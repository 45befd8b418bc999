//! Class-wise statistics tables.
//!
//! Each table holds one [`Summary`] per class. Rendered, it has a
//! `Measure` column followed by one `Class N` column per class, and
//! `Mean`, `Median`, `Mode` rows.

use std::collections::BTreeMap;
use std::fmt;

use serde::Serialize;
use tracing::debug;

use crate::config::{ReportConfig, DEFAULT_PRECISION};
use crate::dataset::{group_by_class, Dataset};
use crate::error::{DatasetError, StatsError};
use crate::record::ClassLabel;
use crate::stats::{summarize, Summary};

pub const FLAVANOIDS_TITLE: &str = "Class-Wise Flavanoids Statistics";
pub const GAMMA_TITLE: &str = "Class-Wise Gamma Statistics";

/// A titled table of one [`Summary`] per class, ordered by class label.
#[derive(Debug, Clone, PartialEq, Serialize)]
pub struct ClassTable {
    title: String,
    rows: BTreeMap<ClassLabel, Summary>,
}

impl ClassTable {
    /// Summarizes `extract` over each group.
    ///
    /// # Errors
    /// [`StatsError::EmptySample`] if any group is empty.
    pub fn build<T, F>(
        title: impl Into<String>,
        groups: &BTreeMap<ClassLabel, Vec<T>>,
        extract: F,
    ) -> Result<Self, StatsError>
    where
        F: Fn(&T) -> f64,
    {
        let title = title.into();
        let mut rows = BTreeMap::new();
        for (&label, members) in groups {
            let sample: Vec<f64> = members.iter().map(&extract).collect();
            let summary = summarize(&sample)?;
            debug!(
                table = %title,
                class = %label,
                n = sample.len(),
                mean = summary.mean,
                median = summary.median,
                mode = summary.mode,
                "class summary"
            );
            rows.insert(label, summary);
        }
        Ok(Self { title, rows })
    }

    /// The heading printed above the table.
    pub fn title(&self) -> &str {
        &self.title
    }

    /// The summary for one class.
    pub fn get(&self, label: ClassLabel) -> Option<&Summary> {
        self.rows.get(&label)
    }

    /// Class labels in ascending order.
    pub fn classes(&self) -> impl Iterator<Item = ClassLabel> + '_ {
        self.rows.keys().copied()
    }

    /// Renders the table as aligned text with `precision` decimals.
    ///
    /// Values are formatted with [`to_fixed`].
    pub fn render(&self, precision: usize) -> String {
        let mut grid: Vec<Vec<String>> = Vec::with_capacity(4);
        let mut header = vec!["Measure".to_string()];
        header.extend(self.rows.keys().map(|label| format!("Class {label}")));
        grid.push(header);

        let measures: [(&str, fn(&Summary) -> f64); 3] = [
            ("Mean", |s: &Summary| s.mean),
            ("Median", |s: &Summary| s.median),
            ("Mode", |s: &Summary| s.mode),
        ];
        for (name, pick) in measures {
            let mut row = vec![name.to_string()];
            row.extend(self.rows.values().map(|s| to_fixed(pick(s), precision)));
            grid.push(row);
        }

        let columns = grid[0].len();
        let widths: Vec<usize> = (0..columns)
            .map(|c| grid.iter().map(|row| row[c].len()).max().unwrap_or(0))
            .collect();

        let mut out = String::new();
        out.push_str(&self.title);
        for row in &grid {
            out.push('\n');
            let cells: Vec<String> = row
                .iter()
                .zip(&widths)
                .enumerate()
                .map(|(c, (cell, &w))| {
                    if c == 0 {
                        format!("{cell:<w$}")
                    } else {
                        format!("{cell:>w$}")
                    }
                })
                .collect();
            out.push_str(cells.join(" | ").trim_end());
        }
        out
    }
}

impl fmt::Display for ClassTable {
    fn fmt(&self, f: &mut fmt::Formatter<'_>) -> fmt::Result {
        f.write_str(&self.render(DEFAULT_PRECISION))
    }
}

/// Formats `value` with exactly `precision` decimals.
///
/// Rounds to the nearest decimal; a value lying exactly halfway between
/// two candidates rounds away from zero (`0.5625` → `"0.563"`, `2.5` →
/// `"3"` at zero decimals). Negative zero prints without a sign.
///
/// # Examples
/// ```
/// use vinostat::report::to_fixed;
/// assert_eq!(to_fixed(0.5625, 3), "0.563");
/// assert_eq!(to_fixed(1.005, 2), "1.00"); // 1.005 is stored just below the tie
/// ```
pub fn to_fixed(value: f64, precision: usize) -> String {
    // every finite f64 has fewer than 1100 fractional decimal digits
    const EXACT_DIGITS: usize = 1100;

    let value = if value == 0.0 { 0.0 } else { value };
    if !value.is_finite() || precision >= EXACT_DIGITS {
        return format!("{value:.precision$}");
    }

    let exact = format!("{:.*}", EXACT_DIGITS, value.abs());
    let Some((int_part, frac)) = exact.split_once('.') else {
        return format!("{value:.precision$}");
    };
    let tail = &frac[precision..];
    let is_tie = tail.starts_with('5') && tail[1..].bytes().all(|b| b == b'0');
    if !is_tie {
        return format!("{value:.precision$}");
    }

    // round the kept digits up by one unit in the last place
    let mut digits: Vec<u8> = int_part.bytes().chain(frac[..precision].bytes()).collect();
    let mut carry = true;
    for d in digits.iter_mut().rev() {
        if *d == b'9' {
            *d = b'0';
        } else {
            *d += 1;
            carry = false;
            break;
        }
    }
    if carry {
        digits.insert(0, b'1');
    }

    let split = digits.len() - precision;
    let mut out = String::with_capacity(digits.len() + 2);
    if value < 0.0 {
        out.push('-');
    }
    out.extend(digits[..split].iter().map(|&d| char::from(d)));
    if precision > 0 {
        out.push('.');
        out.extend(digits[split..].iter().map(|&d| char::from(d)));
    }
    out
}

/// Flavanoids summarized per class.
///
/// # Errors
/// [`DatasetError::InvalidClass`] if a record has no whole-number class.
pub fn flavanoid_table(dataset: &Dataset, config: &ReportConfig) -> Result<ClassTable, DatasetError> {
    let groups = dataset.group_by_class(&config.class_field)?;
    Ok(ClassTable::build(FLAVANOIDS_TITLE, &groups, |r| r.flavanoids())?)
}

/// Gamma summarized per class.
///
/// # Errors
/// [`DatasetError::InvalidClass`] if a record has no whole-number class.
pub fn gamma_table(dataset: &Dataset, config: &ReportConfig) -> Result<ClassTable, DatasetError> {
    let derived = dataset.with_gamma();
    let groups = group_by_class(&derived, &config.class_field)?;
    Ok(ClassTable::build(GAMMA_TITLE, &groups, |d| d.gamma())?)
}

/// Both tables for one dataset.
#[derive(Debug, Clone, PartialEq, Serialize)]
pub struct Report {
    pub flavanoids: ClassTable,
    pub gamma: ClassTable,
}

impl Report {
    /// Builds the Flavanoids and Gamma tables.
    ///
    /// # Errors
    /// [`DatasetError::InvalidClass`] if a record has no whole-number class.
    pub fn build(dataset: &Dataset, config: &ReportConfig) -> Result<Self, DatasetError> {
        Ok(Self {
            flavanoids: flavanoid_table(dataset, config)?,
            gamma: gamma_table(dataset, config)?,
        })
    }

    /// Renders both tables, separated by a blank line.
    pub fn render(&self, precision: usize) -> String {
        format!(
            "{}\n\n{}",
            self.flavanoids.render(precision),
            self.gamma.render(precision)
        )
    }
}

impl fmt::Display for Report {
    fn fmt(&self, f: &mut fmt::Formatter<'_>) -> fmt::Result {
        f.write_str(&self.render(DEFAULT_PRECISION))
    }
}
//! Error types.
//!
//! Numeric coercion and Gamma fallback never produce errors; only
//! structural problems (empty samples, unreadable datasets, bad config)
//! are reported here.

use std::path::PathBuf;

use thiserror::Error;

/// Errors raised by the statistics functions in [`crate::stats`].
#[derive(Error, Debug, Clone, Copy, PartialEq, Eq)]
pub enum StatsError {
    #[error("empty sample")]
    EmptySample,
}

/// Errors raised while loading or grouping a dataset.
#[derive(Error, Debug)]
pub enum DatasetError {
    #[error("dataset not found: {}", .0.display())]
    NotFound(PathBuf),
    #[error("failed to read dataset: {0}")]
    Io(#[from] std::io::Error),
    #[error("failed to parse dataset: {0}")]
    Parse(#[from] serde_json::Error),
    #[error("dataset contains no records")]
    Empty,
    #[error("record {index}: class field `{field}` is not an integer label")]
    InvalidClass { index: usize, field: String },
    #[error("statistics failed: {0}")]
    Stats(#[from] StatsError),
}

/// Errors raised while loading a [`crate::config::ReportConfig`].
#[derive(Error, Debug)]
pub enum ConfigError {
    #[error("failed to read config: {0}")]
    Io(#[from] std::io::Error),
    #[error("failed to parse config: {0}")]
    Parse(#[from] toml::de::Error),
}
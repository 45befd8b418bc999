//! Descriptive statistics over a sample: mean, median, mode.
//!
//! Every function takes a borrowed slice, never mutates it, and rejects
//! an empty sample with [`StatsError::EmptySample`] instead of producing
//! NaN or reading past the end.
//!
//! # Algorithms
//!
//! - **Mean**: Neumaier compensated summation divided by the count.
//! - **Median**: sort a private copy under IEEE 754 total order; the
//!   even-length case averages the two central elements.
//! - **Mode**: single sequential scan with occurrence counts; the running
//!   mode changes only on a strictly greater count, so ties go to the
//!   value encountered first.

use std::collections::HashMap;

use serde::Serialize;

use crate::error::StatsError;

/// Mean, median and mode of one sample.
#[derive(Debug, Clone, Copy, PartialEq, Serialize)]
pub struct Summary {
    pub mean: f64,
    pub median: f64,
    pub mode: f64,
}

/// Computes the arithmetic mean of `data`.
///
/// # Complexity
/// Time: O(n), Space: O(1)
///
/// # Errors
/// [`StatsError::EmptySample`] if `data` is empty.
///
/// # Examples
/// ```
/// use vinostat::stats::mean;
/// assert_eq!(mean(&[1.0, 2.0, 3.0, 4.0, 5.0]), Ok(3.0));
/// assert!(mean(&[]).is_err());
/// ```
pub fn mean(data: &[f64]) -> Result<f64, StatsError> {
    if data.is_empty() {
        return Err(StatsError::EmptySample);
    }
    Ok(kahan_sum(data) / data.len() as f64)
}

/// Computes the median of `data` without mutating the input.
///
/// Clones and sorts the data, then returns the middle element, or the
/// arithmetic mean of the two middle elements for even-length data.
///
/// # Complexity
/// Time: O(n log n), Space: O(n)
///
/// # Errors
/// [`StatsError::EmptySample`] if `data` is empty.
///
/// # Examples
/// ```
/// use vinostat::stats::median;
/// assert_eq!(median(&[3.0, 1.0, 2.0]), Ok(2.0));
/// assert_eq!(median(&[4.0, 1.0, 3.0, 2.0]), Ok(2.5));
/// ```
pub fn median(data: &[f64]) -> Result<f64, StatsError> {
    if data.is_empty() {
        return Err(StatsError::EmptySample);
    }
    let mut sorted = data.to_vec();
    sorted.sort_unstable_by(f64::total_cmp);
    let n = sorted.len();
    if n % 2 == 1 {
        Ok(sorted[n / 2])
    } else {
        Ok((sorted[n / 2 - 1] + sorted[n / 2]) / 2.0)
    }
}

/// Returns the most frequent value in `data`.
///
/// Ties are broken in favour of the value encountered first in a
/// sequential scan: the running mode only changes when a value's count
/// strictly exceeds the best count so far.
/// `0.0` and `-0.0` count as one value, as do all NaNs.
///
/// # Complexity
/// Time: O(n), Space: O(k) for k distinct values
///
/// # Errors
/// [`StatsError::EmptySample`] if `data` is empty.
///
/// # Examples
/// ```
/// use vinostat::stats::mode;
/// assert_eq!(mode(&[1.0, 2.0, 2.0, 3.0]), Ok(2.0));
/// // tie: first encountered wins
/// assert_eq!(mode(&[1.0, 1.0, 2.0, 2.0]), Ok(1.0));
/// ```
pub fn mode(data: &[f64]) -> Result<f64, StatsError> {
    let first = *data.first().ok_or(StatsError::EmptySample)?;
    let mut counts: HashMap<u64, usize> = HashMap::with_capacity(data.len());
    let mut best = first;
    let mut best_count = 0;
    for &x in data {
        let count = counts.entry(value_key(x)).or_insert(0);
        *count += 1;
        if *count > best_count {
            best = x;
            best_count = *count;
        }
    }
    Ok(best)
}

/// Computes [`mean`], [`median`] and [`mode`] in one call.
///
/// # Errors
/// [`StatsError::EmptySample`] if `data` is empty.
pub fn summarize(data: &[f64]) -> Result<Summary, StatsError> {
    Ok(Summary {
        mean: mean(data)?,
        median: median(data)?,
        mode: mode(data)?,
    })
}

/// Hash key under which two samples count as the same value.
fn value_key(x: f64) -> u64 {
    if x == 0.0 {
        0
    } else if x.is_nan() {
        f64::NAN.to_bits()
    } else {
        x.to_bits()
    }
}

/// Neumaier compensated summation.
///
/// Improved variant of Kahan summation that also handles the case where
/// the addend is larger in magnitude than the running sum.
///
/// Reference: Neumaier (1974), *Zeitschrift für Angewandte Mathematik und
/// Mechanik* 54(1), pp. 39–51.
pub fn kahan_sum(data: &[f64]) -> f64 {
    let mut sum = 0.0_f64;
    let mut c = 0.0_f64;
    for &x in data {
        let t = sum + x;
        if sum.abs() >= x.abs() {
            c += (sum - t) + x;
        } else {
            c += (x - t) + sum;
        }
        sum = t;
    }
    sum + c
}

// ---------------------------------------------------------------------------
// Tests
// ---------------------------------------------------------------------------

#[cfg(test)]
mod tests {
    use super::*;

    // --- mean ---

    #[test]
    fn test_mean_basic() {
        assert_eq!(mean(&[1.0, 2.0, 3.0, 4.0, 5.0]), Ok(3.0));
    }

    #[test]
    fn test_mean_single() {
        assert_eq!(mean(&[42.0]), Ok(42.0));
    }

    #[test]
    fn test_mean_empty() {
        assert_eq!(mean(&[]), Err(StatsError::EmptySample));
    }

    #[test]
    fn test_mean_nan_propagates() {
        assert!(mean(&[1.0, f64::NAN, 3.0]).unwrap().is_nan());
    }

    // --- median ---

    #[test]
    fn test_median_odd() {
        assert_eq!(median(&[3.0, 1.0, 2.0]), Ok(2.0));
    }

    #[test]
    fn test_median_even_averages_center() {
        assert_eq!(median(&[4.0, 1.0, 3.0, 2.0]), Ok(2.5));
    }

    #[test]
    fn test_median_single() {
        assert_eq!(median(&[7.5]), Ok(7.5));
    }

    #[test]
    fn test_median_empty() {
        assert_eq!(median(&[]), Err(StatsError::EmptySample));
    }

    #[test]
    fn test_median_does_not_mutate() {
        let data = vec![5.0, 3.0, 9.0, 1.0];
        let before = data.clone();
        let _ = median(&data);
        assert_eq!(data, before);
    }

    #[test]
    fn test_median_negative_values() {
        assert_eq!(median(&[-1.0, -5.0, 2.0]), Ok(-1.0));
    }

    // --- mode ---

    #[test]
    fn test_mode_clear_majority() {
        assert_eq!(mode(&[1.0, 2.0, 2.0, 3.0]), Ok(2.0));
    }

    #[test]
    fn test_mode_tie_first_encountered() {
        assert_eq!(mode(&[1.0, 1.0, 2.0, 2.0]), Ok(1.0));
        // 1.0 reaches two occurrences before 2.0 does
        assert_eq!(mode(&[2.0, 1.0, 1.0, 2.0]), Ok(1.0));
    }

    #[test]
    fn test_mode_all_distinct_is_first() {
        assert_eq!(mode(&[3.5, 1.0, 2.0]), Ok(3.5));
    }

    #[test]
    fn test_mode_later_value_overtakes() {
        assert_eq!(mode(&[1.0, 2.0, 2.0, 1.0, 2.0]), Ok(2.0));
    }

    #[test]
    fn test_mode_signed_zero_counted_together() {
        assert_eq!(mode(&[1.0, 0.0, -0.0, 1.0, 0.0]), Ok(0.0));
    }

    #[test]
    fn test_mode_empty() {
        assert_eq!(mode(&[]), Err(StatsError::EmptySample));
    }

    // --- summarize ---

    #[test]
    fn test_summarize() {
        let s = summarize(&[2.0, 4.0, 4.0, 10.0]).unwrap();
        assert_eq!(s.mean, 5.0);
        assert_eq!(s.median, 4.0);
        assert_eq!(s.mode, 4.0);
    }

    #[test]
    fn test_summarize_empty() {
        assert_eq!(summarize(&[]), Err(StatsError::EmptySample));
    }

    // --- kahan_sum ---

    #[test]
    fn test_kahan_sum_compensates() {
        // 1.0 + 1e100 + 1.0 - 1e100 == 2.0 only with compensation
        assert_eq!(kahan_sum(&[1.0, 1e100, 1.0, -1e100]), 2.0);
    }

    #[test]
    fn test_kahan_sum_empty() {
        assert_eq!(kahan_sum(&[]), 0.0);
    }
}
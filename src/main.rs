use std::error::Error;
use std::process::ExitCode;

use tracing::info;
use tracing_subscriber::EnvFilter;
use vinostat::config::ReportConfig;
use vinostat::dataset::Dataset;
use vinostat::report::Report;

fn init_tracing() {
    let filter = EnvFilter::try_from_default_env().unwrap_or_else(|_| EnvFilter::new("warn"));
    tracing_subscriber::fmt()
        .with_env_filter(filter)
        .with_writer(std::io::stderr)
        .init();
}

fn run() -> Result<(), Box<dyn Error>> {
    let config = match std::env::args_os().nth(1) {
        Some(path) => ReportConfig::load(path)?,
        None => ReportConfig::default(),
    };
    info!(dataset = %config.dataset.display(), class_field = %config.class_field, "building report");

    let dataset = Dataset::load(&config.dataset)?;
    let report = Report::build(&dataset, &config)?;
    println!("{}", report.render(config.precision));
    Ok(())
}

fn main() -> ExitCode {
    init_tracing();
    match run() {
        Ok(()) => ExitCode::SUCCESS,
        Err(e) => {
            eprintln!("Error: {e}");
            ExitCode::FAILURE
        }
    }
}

:::

Task to carry out :: Look for "BTreeMap" in each line of the material, then copy the lines where it is found.

Solution ::
use std::collections::BTreeMap;
    rows: BTreeMap<ClassLabel, Summary>,
        groups: &BTreeMap<ClassLabel, Vec<T>>,
        let mut rows = BTreeMap::new();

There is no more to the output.